• _Problem to work on_:
Below are the records. How many of their lines contain "TokenUsage"? Give only the number.

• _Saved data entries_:
//! Agent result and error types.

use serde_json::Value;
use thiserror::Error;

use crate::capability::{RegistryError, SchemaError};
use crate::llm::TokenUsage;

/// Errors from a single capability invocation.
#[derive(Debug, Error)]
pub enum AgentError {
    #[error(transparent)]
    Registry(#[from] RegistryError),

    #[error("LLM error: {0}")]
    Llm(String),

    #[error("Model returned no content")]
    EmptyResponse,

    #[error("Model reply is not valid JSON: {0}")]
    InvalidJson(String),

    #[error("Model reply does not match the output descriptor: {0}")]
    Schema(#[from] SchemaError),

    #[error("Field '{0}' missing from result")]
    MissingField(String),
}

/// What one capability invocation produced.
#[derive(Debug, Clone, Default, PartialEq)]
pub struct Invocation {
    pub output: Value,
    pub usage: TokenUsage,
    /// Queries generated and executed while producing `output`.
    pub queries: Vec<String>,
}

impl Invocation {
    pub fn new(output: Value, usage: TokenUsage) -> Self {
        Self {
            output,
            usage,
            queries: Vec::new(),
        }
    }

    /// The "produced nothing usable" result: `{}` with zero tokens.
    pub fn empty() -> Self {
        Self::new(Value::Object(Default::default()), TokenUsage::default())
    }

    pub fn with_query(mut self, query: impl Into<String>) -> Self {
        self.queries.push(query.into());
        self
    }

    /// `output[field]` if present, otherwise the whole output.
    pub fn project(&self, field: Option<&str>) -> Option<Value> {
        match field {
            Some(name) => self.output.get(name).cloned(),
            None => Some(self.output.clone()),
        }
    }
}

• _Response below_:
4